IF YOU WOULD LIKE TO PURCHASE THE FULL RECORDING OF THE SESSION (£10), CONTACT LUCIE ON MANAGER@THEICG.CO.UK
Chris Arning of Creative Semiotics Ltd and Asif Noorani of Epiphany Productions, will take ICG members through a session to encourage better awareness and empathy when dealing with issues around racism in their work and lives. Chris and Asif are communication professionals who come with a unique background – effectively they are both inside and outside of mainstream white British culture which means that they won’t duck the issues but will come at it with a nuance and sensitivity that transcends the unhelpfully polarised nature of mainstream media discourse.
More tangibly, the uniqueness of the session will the fact they will weave together and share their own experiences, and then ground these in a specialist knowledge of Semiotics and Behavioural Economics, finally opening up the discussion for participants’ own experiences and thoughts.
The session will not just be educational but should lead to commercial benefits that include:
- Better, less biased overall decision making by overcoming Comfort and Delusion
- Encourage awareness across all aspects of business (clients, colleagues, respondents)
- Higher value derived from more collaborative, diverse projects and organisations.
- Ensure more inclusive communication that caters to and attracts more diversity
- Can lead to the ICG publishing a diversity policy that shows its commitment to this.
Our speakers will be setting out two hypotheses about how racist thinking becomes perpetuated in well-meaning people, each rooted in an area of expertise. The Comfort Hypothesis, rooted in behavioural economics and The Delusion Hypothesis rooted in semiotics. What you’re getting in this session is the distillation of combined 40 years work in each of these areas. The speakers also bring their background and lived experience not only as British People of Colour, but as private school educated insight professionals, and self-employed consultants. Their methodology and approach will be challenging while constructive (not accusatory), conceptual but personal, and above all human, since no panaceas exist for this.
This will be more than just a webinar to raise awareness, awareness is higher than it has ever been. Though there are no easy fixes though we will learn about immediate steps we can take to identify, acknowledge and overcome the empathy gap, address it and start to nudge behaviours.
Above all our speakers look forward to sharing knowledge but also learning from your experiences in and around this still taboo societal issue.
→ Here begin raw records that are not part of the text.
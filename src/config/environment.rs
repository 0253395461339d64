// ABOUTME: Environment configuration for the coaching service and CLI
// ABOUTME: Resolves the deployment environment, catalog snapshot path, and rule-table overrides
//
// SPDX-License-Identifier: MIT OR Apache-2.0
// Copyright (c) 2025 ELSA Coaching

//! Environment-based configuration

use std::env;
use std::fmt;
use std::path::PathBuf;

use elsa_core::constants::env_config;
use elsa_intelligence::config::{CoachingConfig, ConfigError};
use serde::{Deserialize, Serialize};
use tracing::info;

/// Deployment environment
#[derive(Debug, Clone, Copy, Serialize, Deserialize, PartialEq, Eq, Default)]
#[serde(rename_all = "lowercase")]
pub enum Environment {
    /// Local development
    #[default]
    Development,
    /// Production deployment
    Production,
    /// Automated tests
    Testing,
}

impl Environment {
    /// Parse from string with fallback
    #[must_use]
    pub fn from_str_or_default(s: &str) -> Self {
        match s.to_lowercase().as_str() {
            "production" | "prod" => Self::Production,
            "testing" | "test" => Self::Testing,
            _ => Self::Development,
        }
    }

    /// Check if this is a production environment
    #[must_use]
    pub const fn is_production(&self) -> bool {
        matches!(self, Self::Production)
    }
}

impl fmt::Display for Environment {
    fn fmt(&self, f: &mut fmt::Formatter<'_>) -> fmt::Result {
        match self {
            Self::Development => write!(f, "development"),
            Self::Production => write!(f, "production"),
            Self::Testing => write!(f, "testing"),
        }
    }
}

/// Service configuration resolved from the environment
#[derive(Debug, Clone, Serialize, Deserialize)]
pub struct AppConfig {
    /// Deployment environment
    pub environment: Environment,
    /// Catalog snapshot JSON file
    pub catalog_path: PathBuf,
    /// Validated rule tables
    pub coaching: CoachingConfig,
}

impl AppConfig {
    /// Load configuration from environment variables
    ///
    /// # Errors
    ///
    /// Returns an error if a rule-table override is invalid
    pub fn from_env() -> Result<Self, ConfigError> {
        let environment = env::var(env_config::ENVIRONMENT)
            .map(|value| Environment::from_str_or_default(&value))
            .unwrap_or_default();
        let catalog_path = env::var(env_config::CATALOG_PATH)
            .map_or_else(|_| PathBuf::from(env_config::DEFAULT_CATALOG_PATH), PathBuf::from);
        let coaching = CoachingConfig::load()?;

        info!(
            %environment,
            catalog_path = %catalog_path.display(),
            "Loaded coaching service configuration"
        );

        Ok(Self {
            environment,
            catalog_path,
            coaching,
        })
    }
}
// ABOUTME: Integration tests for calorie tier selection and meal template lookup
// ABOUTME: Covers tier boundaries, diet filtering, slot ordering, and unseeded tiers
//
// SPDX-License-Identifier: MIT OR Apache-2.0
// Copyright (c) 2025 ELSA Coaching
#![allow(clippy::unwrap_used, clippy::expect_used, clippy::panic)]
#![allow(missing_docs)]

mod common;

use common::{fixture_catalog, init_test_logging};
use elsa_coach::intelligence::config::MealTierConfig;
use elsa_coach::intelligence::meals::{select, select_calorie_tier};
use elsa_coach::models::{Diet, MealSlot};

// ============================================================================
// Tier selection
// ============================================================================

#[test]
fn test_tier_is_smallest_strictly_above_tee() {
    let tiers = MealTierConfig::default().calorie_tiers;
    assert_eq!(select_calorie_tier(634.05, &tiers), 1350);
    assert_eq!(select_calorie_tier(1349.99, &tiers), 1350);
    assert_eq!(select_calorie_tier(1350.0, &tiers), 1600);
    assert_eq!(select_calorie_tier(2398.5, &tiers), 2399);
    assert_eq!(select_calorie_tier(3449.0, &tiers), 3450);
}

#[test]
fn test_tee_above_every_tier_uses_largest() {
    let tiers = MealTierConfig::default().calorie_tiers;
    assert_eq!(select_calorie_tier(3450.0, &tiers), 3450);
    assert_eq!(select_calorie_tier(5000.0, &tiers), 3450);
}

// ============================================================================
// Template lookup
// ============================================================================

#[test]
fn test_select_returns_templates_in_slot_order() {
    init_test_logging();
    let catalog = fixture_catalog();
    let selection = select(1420.0, Diet::Regular, &catalog, &MealTierConfig::default());

    assert_eq!(selection.calorie_tier, 1600);
    assert_eq!(selection.diet, Diet::Regular);
    let slots: Vec<MealSlot> = selection
        .templates
        .iter()
        .map(|template| template.meal_slot)
        .collect();
    assert_eq!(
        slots,
        vec![MealSlot::Breakfast, MealSlot::Lunch, MealSlot::Dinner]
    );
    assert!(selection
        .templates
        .iter()
        .all(|template| template.calorie_tier == 1600 && template.diet == Diet::Regular));
}

#[test]
fn test_select_filters_by_diet() {
    let catalog = fixture_catalog();
    let selection = select(900.0, Diet::Vegan, &catalog, &MealTierConfig::default());

    assert_eq!(selection.calorie_tier, 1350);
    assert_eq!(selection.templates.len(), 1);
    assert_eq!(selection.templates[0].meal_slot, MealSlot::Lunch);
}

#[test]
fn test_unseeded_tier_yields_empty_selection() {
    init_test_logging();
    let catalog = fixture_catalog();
    let selection = select(3000.0, Diet::Regular, &catalog, &MealTierConfig::default());

    assert_eq!(selection.calorie_tier, 3050);
    assert!(selection.templates.is_empty());
}

#[test]
fn test_vegetarian_has_no_fixture_templates() {
    let catalog = fixture_catalog();
    let selection = select(1000.0, Diet::Vegetarian, &catalog, &MealTierConfig::default());
    assert!(selection.templates.is_empty());
}
// ABOUTME: Core types and constants for the ELSA coaching backend
// ABOUTME: Foundation crate with error handling, domain models, and constants
//
// SPDX-License-Identifier: MIT OR Apache-2.0
// Copyright (c) 2025 ELSA Coaching

#![deny(unsafe_code)]

//! # ELSA Core
//!
//! Foundation crate providing shared types and constants for the ELSA coaching
//! platform. Everything here is plain data: the computation engine lives in
//! `elsa-intelligence` and the service/CLI surface in the root crate.
//!
//! ## Modules
//!
//! - **errors**: Unified error handling with `AppError`, `ErrorCode`, and `ErrorResponse`
//! - **constants**: Calendar, energy, and service constants
//! - **models**: Profile, plan catalog, meal template, and food models

/// Unified error handling system with standard error codes
pub mod errors;

/// Application constants organized by domain
pub mod constants;

/// Core data models (Profile, `PlanEntry`, `MealTemplate`, Food)
pub mod models;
Chris the son of a Caribbean born mother and Anglo-Irish-German father born in Manchester. Chris is Brit-ish and grew up in London politically black but was raised culturally white, which was confusing and which if he’d been born in another country might have led to the Presidency. In the UK he has had to settle for being a ‘poor man’s Richard Ayoade! Chris writes poetry, does stand-up comedy, runs Creative Semiotics, teaches Contextual Studies and is a member of #HipHopEd. He has conducted semiotic studies on cultural identity for the BBC including for 1Xtra. He recently reviewed #BlackOutTuesday responses for trends house Canvas 8 and has been writing and blogging on race and representation since the #BlackLivesMatter movement.
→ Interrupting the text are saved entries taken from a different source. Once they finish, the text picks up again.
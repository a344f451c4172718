use std::collections::BTreeMap;

use schemars::JsonSchema;
use serde::{Deserialize, Serialize};
use serde_json::Value;

/// Review state attached to a stored answer.
#[derive(Debug, Clone, Copy, PartialEq, Eq, Serialize, Deserialize, JsonSchema)]
#[serde(rename_all = "snake_case")]
pub enum AnswerStatus {
    Pending,
    Valid,
    Invalid,
    RequiresFurtherDetails,
    RequiresReview,
}

/// Side-channel flags carried alongside an answer.
#[derive(Debug, Clone, Default, PartialEq, Serialize, Deserialize, JsonSchema)]
pub struct ResponseMetadata {
    /// Shadow status; `valid` here hides the question the same way
    /// `answer_status == valid` does.
    #[serde(default, skip_serializing_if = "Option::is_none")]
    pub temp_status: Option<AnswerStatus>,
}

/// A stored answer for one question within a questionnaire instance.
#[derive(Debug, Clone, Default, PartialEq, Serialize, Deserialize, JsonSchema)]
#[serde(rename_all = "camelCase")]
pub struct Response {
    /// The user's answer; `Null` means unanswered.
    #[serde(default)]
    pub value: Value,
    #[serde(default, skip_serializing_if = "Option::is_none")]
    pub answer_status: Option<AnswerStatus>,
    #[serde(default, skip_serializing_if = "Option::is_none")]
    pub metadata: Option<ResponseMetadata>,
}

impl Response {
    /// True when an answer value is present.
    pub fn has_value(&self) -> bool {
        !self.value.is_null()
    }

    /// True when either the answer status or the shadow status says `valid`.
    pub fn is_validated(&self) -> bool {
        self.answer_status == Some(AnswerStatus::Valid)
            || self
                .metadata
                .as_ref()
                .is_some_and(|meta| meta.temp_status == Some(AnswerStatus::Valid))
    }

    /// Progress rule: an answer counts once a value exists and the status is not
    /// one of the two problem statuses. `requires_review` and `pending` still count.
    pub fn counts_as_answered(&self) -> bool {
        self.has_value()
            && !matches!(
                self.answer_status,
                Some(AnswerStatus::RequiresFurtherDetails) | Some(AnswerStatus::Invalid)
            )
    }
}

/// Answers for one questionnaire instance, keyed by question id.
pub type ResponseMap = BTreeMap<String, Response>;

/// Answers across questionnaire instances, keyed by questionnaire.
pub type ResponseStore = BTreeMap<String, ResponseMap>;
use schemars::JsonSchema;
use serde::{Deserialize, Serialize};

/// Where a questionnaire instance sits in its review lifecycle.
#[derive(Debug, Clone, Copy, PartialEq, Eq, Serialize, Deserialize, JsonSchema)]
#[serde(rename_all = "snake_case")]
pub enum LifecycleStatus {
    Draft,
    InProgress,
    InfoRequested,
    ProvidingInfo,
    Submitted,
    Approved,
}

impl LifecycleStatus {
    /// A questionnaire is finalized once it has left the editing states.
    /// Finalization switches the UI-visibility stage into review mode.
    pub fn is_finalized(self) -> bool {
        !matches!(self, LifecycleStatus::Draft | LifecycleStatus::InProgress)
    }
}

/// Absent status means the instance was never submitted, so not finalized.
pub fn is_finalized(status: Option<LifecycleStatus>) -> bool {
    status.is_some_and(LifecycleStatus::is_finalized)
}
Asif Noorani is the son of immigrant Pakistani Muslim parents. Growing up in Manchester, he managed to disappoint everyone by not becoming a doctor. His lived experience of the second-generation culture clash, fed an appetite to embrace the unknown, find patterns of meaning and share stories through film. Asif heads up Epiphany Productions where as a behavioural economist and storyteller he has worked with organisations including NHS, BBC, Home Office, Arts Council, and the Digital Democracy Commission to explore and tackle diversity and inclusion challenges. The burning question in all his work right now is whether after the pandemic and George Floyd’s killing, we will make good on our good intentions?